Selçuk Yula

Personal information
- Full name: Selçuk Yula
- Date of birth: November 8, 1959
- Place of birth: Ankara, Turkey
- Date of death: August 6, 2013 (aged 53)
- Place of death: Istanbul, Turkey
- Position: Striker

Youth career
- 1976–1979: Şekerspor

Senior career*
- Years: Team / Apps / (Gls)
- 1979–1986: Fenerbahçe / 160 / (64)
- 1986–1987: Blau-Weiß 90 Berlin / 11 / (2)
- 1987–1991: Sarıyer / 76 / (30)
- 1991–1992: Galatasaray / 4 / (1)
- Total:  / 251 / (97)

International career
- 1976–1978: Turkey U18 / 13 / (4)
- 1979–1982: Turkey U21 / 6 / (1)
- 1981–1988: Turkey / 22 / (4)

= Selçuk Yula =

Turkish footballer (1959–2013)

Selçuk Yula (November 8, 1959 – August 6, 2013) was a Turkish football player and topscorer.

==Professional career==
Yula started his career in the Ankara club Şekerspor. His transfer to Fenerbahçe at the age of 19, had been a milestone in his career, where he became twice league topscorer with 16 goals in 1982, with 19 goals in 1983, and he won two league titles with Fenerbahçe, where he scored a total of 134 goals. He also played and scored in the match against Bordeaux, European Champions of the time, that Fenerbahçe won 3–2.

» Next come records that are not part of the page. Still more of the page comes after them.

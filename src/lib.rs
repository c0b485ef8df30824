pub mod config;
pub mod domain {
    pub mod booking;
    pub mod money;
    pub mod payment;
}
pub mod error;
pub mod gateways;
pub mod http {
    pub mod handlers {
        pub mod ops;
        pub mod payments;
    }
    pub mod middleware {
        pub mod principal;
    }
    pub mod routes;
}
pub mod reference;
pub mod repo {
    pub mod bookings_repo;
    pub mod in_memory;
    pub mod outbox_repo;
    pub mod payments_repo;
}
pub mod service {
    pub mod outbox_relay;
    pub mod payment_service;
    pub mod reconciler;
}
pub mod signature;

#[derive(Clone)]
pub struct AppState {
    pub payment_service: service::payment_service::PaymentService,
    pub pool: sqlx::PgPool,
    pub redis_client: redis::Client,
}
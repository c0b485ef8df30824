use rand::distributions::Alphanumeric;
use rand::Rng;
use std::sync::atomic::{AtomicU64, Ordering};

static SEQUENCE: AtomicU64 = AtomicU64::new(0);

pub fn generate(prefix: &str) -> String {
    let millis = chrono::Utc::now().timestamp_millis();
    let seq = SEQUENCE.fetch_add(1, Ordering::Relaxed) % 1_000_000;
    let suffix: String = rand::thread_rng()
        .sample_iter(&Alphanumeric)
        .take(12)
        .map(char::from)
        .collect::<String>()
        .to_uppercase();

    format!("{}-{}-{:06}-{}", prefix.to_uppercase(), millis, seq, suffix)
}

#[cfg(test)]
mod tests {
    use super::*;
    use std::collections::HashSet;

    #[test]
    fn keeps_prefix_and_shape() {
        let r = generate("psk");
        let parts: Vec<&str> = r.split('-').collect();
        assert_eq!(parts.len(), 4);
        assert_eq!(parts[0], "PSK");
        assert!(parts[1].parse::<i64>().is_ok());
        assert_eq!(parts[2].len(), 6);
        assert_eq!(parts[3].len(), 12);
    }

    #[test]
    fn no_collisions_in_a_burst() {
        let refs: HashSet<String> = (0..10_000).map(|_| generate("FLW")).collect();
        assert_eq!(refs.len(), 10_000);
    }

    #[test]
    fn unique_across_threads() {
        let handles: Vec<_> = (0..4)
            .map(|_| std::thread::spawn(|| (0..1000).map(|_| generate("PSK")).collect::<Vec<_>>()))
            .collect();
        let mut all = HashSet::new();
        for h in handles {
            for r in h.join().unwrap() {
                assert!(all.insert(r));
            }
        }
    }
}
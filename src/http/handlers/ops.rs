use crate::AppState;
use axum::extract::State;
use axum::response::IntoResponse;
use axum::Json;

pub async fn readiness(State(state): State<AppState>) -> impl IntoResponse {
    let db_ok = sqlx::query("SELECT 1").execute(&state.pool).await.is_ok();

    let redis_ok = async {
        if let Ok(mut conn) = state.redis_client.get_multiplexed_async_connection().await {
            let pong: redis::RedisResult<String> = redis::cmd("PING").query_async(&mut conn).await;
            return pong.is_ok();
        }
        false
    }
    .await;

    let gateways: serde_json::Map<String, serde_json::Value> = crate::domain::payment::GatewayKind::ALL
        .iter()
        .map(|kind| {
            (
                kind.as_str().to_string(),
                serde_json::Value::Bool(state.payment_service.gateways.resolve(*kind).is_ok()),
            )
        })
        .collect();

    let ok = db_ok && redis_ok;
    let status = if ok {
        axum::http::StatusCode::OK
    } else {
        axum::http::StatusCode::SERVICE_UNAVAILABLE
    };

    (
        status,
        Json(serde_json::json!({
            "ready": ok,
            "db": db_ok,
            "redis": redis_ok,
            "gateways": gateways
        })),
    )
        .into_response()
}

pub async fn liveness() -> impl IntoResponse {
    (axum::http::StatusCode::OK, Json(serde_json::json!({"alive": true}))).into_response()
}
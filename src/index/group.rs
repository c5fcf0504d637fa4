use serde::{Deserialize, Serialize};
use std::fmt;

/// A single extractor output. Anything an extractor or group function returns is converted
/// into one of these, which keeps every group key hashable, comparable and serializable.
///
/// Every integer that fits in an `i64` becomes `Int`, whatever its Rust type, so a `usize`
/// extractor output matches a plain integer literal. `UInt` only holds values above `i64::MAX`.
#[derive(Debug, Clone, PartialEq, Eq, Hash, PartialOrd, Ord, Serialize, Deserialize)]
pub enum GroupValue {
    Null,
    Bool(bool),
    Int(i64),
    UInt(u64),
    Char(char),
    Text(String),
}

macro_rules! group_value_from {
    ($variant:ident: $($ty:ty),+) => {
        $(
            impl From<$ty> for GroupValue {
                fn from(value: $ty) -> Self {
                    GroupValue::$variant(value.into())
                }
            }
        )+
    };
}

group_value_from!(Bool: bool);
group_value_from!(Int: i8, i16, i32, i64, u8, u16, u32);
group_value_from!(Char: char);
group_value_from!(Text: String);

impl From<u64> for GroupValue {
    fn from(value: u64) -> Self {
        i64::try_from(value).map_or(GroupValue::UInt(value), GroupValue::Int)
    }
}

impl From<usize> for GroupValue {
    fn from(value: usize) -> Self {
        GroupValue::from(value as u64)
    }
}

impl From<&str> for GroupValue {
    fn from(value: &str) -> Self {
        GroupValue::Text(value.to_string())
    }
}

impl From<&String> for GroupValue {
    fn from(value: &String) -> Self {
        GroupValue::Text(value.clone())
    }
}

impl From<()> for GroupValue {
    fn from(_: ()) -> Self {
        GroupValue::Null
    }
}

impl<T: Into<GroupValue>> From<Option<T>> for GroupValue {
    fn from(value: Option<T>) -> Self {
        value.map_or(GroupValue::Null, Into::into)
    }
}

impl fmt::Display for GroupValue {
    fn fmt(&self, f: &mut fmt::Formatter<'_>) -> fmt::Result {
        match self {
            GroupValue::Null => f.write_str("null"),
            GroupValue::Bool(value) => write!(f, "{value}"),
            GroupValue::Int(value) => write!(f, "{value}"),
            GroupValue::UInt(value) => write!(f, "{value}"),
            GroupValue::Char(value) => write!(f, "{value:?}"),
            GroupValue::Text(value) => write!(f, "{value:?}"),
        }
    }
}

/// The key an element is filed under in an index: one [`GroupValue`] per extractor, or the
/// output of a custom group function.
///
/// Group keys are always lists. Converting a scalar produces a singleton list, so a lookup
/// `using: true` and a group function returning `true` both mean `[true]`.
#[derive(Debug, Clone, Default, PartialEq, Eq, Hash, PartialOrd, Ord, Serialize, Deserialize)]
pub struct GroupKey(Vec<GroupValue>);

impl GroupKey {
    pub fn new<I, T>(values: I) -> Self
    where
        I: IntoIterator<Item = T>,
        T: Into<GroupValue>,
    {
        values.into_iter().map(Into::into).collect()
    }

    pub fn single(value: impl Into<GroupValue>) -> Self {
        GroupKey(vec![value.into()])
    }

    pub fn values(&self) -> &[GroupValue] {
        &self.0
    }

    pub fn len(&self) -> usize {
        self.0.len()
    }

    pub fn is_empty(&self) -> bool {
        self.0.is_empty()
    }
}

impl FromIterator<GroupValue> for GroupKey {
    fn from_iter<I: IntoIterator<Item = GroupValue>>(iter: I) -> Self {
        GroupKey(iter.into_iter().collect())
    }
}

macro_rules! group_key_from_scalar {
    ($($ty:ty),+) => {
        $(
            impl From<$ty> for GroupKey {
                fn from(value: $ty) -> Self {
                    GroupKey::single(value)
                }
            }
        )+
    };
}

group_key_from_scalar!(
    GroupValue, bool, i8, i16, i32, i64, u8, u16, u32, u64, usize, char, String, &String, ()
);

impl From<&str> for GroupKey {
    fn from(value: &str) -> Self {
        GroupKey::single(value)
    }
}

impl<T: Into<GroupValue>> From<Option<T>> for GroupKey {
    fn from(value: Option<T>) -> Self {
        GroupKey::single(value)
    }
}

impl<T: Into<GroupValue>> From<Vec<T>> for GroupKey {
    fn from(values: Vec<T>) -> Self {
        GroupKey::new(values)
    }
}

impl<T: Into<GroupValue>, const N: usize> From<[T; N]> for GroupKey {
    fn from(values: [T; N]) -> Self {
        GroupKey::new(values)
    }
}

impl From<&GroupKey> for GroupKey {
    fn from(key: &GroupKey) -> Self {
        key.clone()
    }
}

impl fmt::Display for GroupKey {
    fn fmt(&self, f: &mut fmt::Formatter<'_>) -> fmt::Result {
        f.write_str("[")?;
        for (position, value) in self.0.iter().enumerate() {
            if position > 0 {
                f.write_str(", ")?;
            }
            write!(f, "{value}")?;
        }
        f.write_str("]")
    }
}

/// Names of the extractors an index groups by, in order. A single name is a one-element
/// selector, so `"is_odd"` and `["is_odd"]` identify the same index.
#[derive(Debug, Clone, Default, PartialEq, Eq, Hash, Serialize, Deserialize)]
pub struct Selector(Vec<String>);

impl Selector {
    pub fn new<I, S>(names: I) -> Self
    where
        I: IntoIterator<Item = S>,
        S: Into<String>,
    {
        Selector(names.into_iter().map(Into::into).collect())
    }

    pub fn names(&self) -> &[String] {
        &self.0
    }

    pub fn len(&self) -> usize {
        self.0.len()
    }

    pub fn is_empty(&self) -> bool {
        self.0.is_empty()
    }
}

impl From<&str> for Selector {
    fn from(name: &str) -> Self {
        Selector(vec![name.to_string()])
    }
}

impl From<String> for Selector {
    fn from(name: String) -> Self {
        Selector(vec![name])
    }
}

impl From<&[&str]> for Selector {
    fn from(names: &[&str]) -> Self {
        Selector::new(names.iter().copied())
    }
}

impl<const N: usize> From<[&str; N]> for Selector {
    fn from(names: [&str; N]) -> Self {
        Selector::new(names)
    }
}

impl From<Vec<&str>> for Selector {
    fn from(names: Vec<&str>) -> Self {
        Selector::new(names)
    }
}

impl From<Vec<String>> for Selector {
    fn from(names: Vec<String>) -> Self {
        Selector(names)
    }
}

impl From<&Selector> for Selector {
    fn from(selector: &Selector) -> Self {
        selector.clone()
    }
}

impl fmt::Display for Selector {
    fn fmt(&self, f: &mut fmt::Formatter<'_>) -> fmt::Result {
        write!(f, "[{}]", self.0.join(", "))
    }
}

#[cfg(test)]
mod tests {
    use super::*;

    #[test]
    fn scalars_become_singleton_keys() {
        assert_eq!(GroupKey::from(true), GroupKey::new([true]));
        assert_eq!(GroupKey::from("mango"), GroupKey::new(["mango"]));
        assert_eq!(GroupKey::from(3).values(), &[GroupValue::Int(3)]);
    }

    #[test]
    fn integer_widths_share_a_representation() {
        assert_eq!(GroupValue::from(3_i32), GroupValue::from(3_i64));
        assert_eq!(GroupValue::from(3_u8), GroupValue::Int(3));
        assert_eq!(GroupValue::from(3_usize), GroupValue::from(3));
        assert_eq!(GroupValue::from(3_u64), GroupValue::Int(3));
        assert_eq!(GroupValue::from(u64::MAX), GroupValue::UInt(u64::MAX));
        assert_eq!(GroupKey::from(5_usize), GroupKey::from(5_i32));
    }

    #[test]
    fn options_map_none_to_null() {
        assert_eq!(GroupValue::from(None::<i64>), GroupValue::Null);
        assert_eq!(GroupValue::from(Some("x")), GroupValue::Text("x".into()));
    }

    #[test]
    fn selectors_normalize_single_names() {
        assert_eq!(Selector::from("is_odd"), Selector::from(["is_odd"]));
        assert_eq!(
            Selector::from(vec!["is_even".to_string(), "is_zero".to_string()]).to_string(),
            "[is_even, is_zero]"
        );
    }

    #[test]
    fn mixed_keys_display_in_order() {
        let key = GroupKey::new([GroupValue::from(3), "mango".into(), GroupValue::Null]);

        assert_eq!(key.to_string(), "[3, \"mango\", null]");
    }
}
use crate::error::{describe, CacheError, Result};
use crate::fat_cache::FatCache;
use crate::progress::Progress;
use std::fmt::Debug;
use std::hash::Hash;
use std::rc::Rc;
use std::time::Instant;
use tracing::{debug, info, warn};

#[derive(Debug, Eq, PartialEq)]
pub enum CacheLookupSuccess<Value> {
    /// Value was not present in the underlying store and had to be fetched.
    Miss(Value),

    /// Valid value found in underlying store.
    Hit(Value),
}

impl<Value> CacheLookupSuccess<Value> {
    pub fn into_value(self) -> Value {
        match self {
            CacheLookupSuccess::Miss(value) | CacheLookupSuccess::Hit(value) => value,
        }
    }

    pub fn is_hit(&self) -> bool {
        matches!(self, CacheLookupSuccess::Hit(_))
    }
}

impl<K, V> FatCache<K, V>
where
    K: Eq + Hash + Clone + Debug + 'static,
    V: 'static,
{
    /// Returns the raw value for `key`, running its fetcher once if nothing is cached yet.
    ///
    /// A fetcher's own error comes back as [`CacheError::Fetch`] with the original as its
    /// `source`. A [`CacheError`] returned by the fetcher is passed through as is.
    pub fn get(&mut self, key: &K) -> Result<&V> {
        self.get_with_status(key).map(CacheLookupSuccess::into_value)
    }

    /// Like [`get`](Self::get), but reports whether the value came from the store or a fetch.
    pub fn get_with_status(&mut self, key: &K) -> Result<CacheLookupSuccess<&V>> {
        if self.store.contains(key) {
            return self
                .store
                .get(key)
                .map(CacheLookupSuccess::Hit)
                .ok_or_else(|| CacheError::NotFound { key: describe(key) });
        }

        if !self.has_fetcher(key) {
            return Err(CacheError::NotFound { key: describe(key) });
        }

        self.hydrate(key)?;
        self.store
            .get(key)
            .map(CacheLookupSuccess::Miss)
            .ok_or_else(|| CacheError::NotFound { key: describe(key) })
    }

    /// Re-runs the fetcher for `key` even if a value is cached, replacing it. Errors are
    /// reported as for [`get`](Self::get).
    pub fn fetch(&mut self, key: &K) -> Result<&V> {
        self.hydrate(key)?;
        self.store
            .get(key)
            .ok_or_else(|| CacheError::NotFound { key: describe(key) })
    }

    /// Runs the fetcher and stores its result. A failing fetcher leaves the cache untouched.
    pub(crate) fn hydrate(&mut self, key: &K) -> Result<()> {
        let fetcher = self
            .fetchers
            .get(key)
            .map(Rc::clone)
            .ok_or_else(|| CacheError::NotFetchable { key: describe(key) })?;

        debug!(cache = %self.config.name, key = ?key, "fetching");
        self.report(|| Progress::FetchStarted {
            cache: self.config.name.clone(),
            key: describe(key),
        });
        let started = Instant::now();

        let value = match fetcher(self) {
            Ok(value) => value,
            Err(source) => {
                warn!(cache = %self.config.name, key = ?key, error = %source, "fetch failed");
                // A cache error raised inside a fetcher (e.g. a nested `get`) is already keyed.
                return Err(match source.downcast::<CacheError>() {
                    Ok(nested) => *nested,
                    Err(source) => CacheError::Fetch {
                        key: describe(key),
                        source,
                    },
                });
            }
        };

        let elapsed = started.elapsed();
        self.put_value(key.clone(), value);

        info!(
            cache = %self.config.name,
            key = ?key,
            elapsed_ms = elapsed.as_millis() as u64,
            "fetched"
        );
        self.report(|| Progress::FetchFinished {
            cache: self.config.name.clone(),
            key: describe(key),
            elapsed,
        });
        Ok(())
    }
}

Yula played for Blau-Weiß 90 Berlin in German Bundesliga in the season 1986–1987. He then came back to Turkey to play for Sarıyer (1987–1991) and then Galatasaray (1991–1993). He quit his professional career under Fenerbahçe jersey, in a specially scheduled match played between Fenerbahçe vs. Erzurumspor in Şükrü Saracoğlu Stadium.

==International==
He was capped 22 times for the Turkey national football team, including three times as the team-captain.

==Other interests==
Yula was a sports journalist with the newspaper Fotomaç and also served as sports critic and expert for the Fenerbahçe TV and ATV with weekly appearances. He was selected as the "Best Sports Critic of the Year" among the polls made within the Fenerbahçe fans in 2005 and 2007.

==Death==
On August 6, 2013, Yula died at the age of 53 of a heart attack.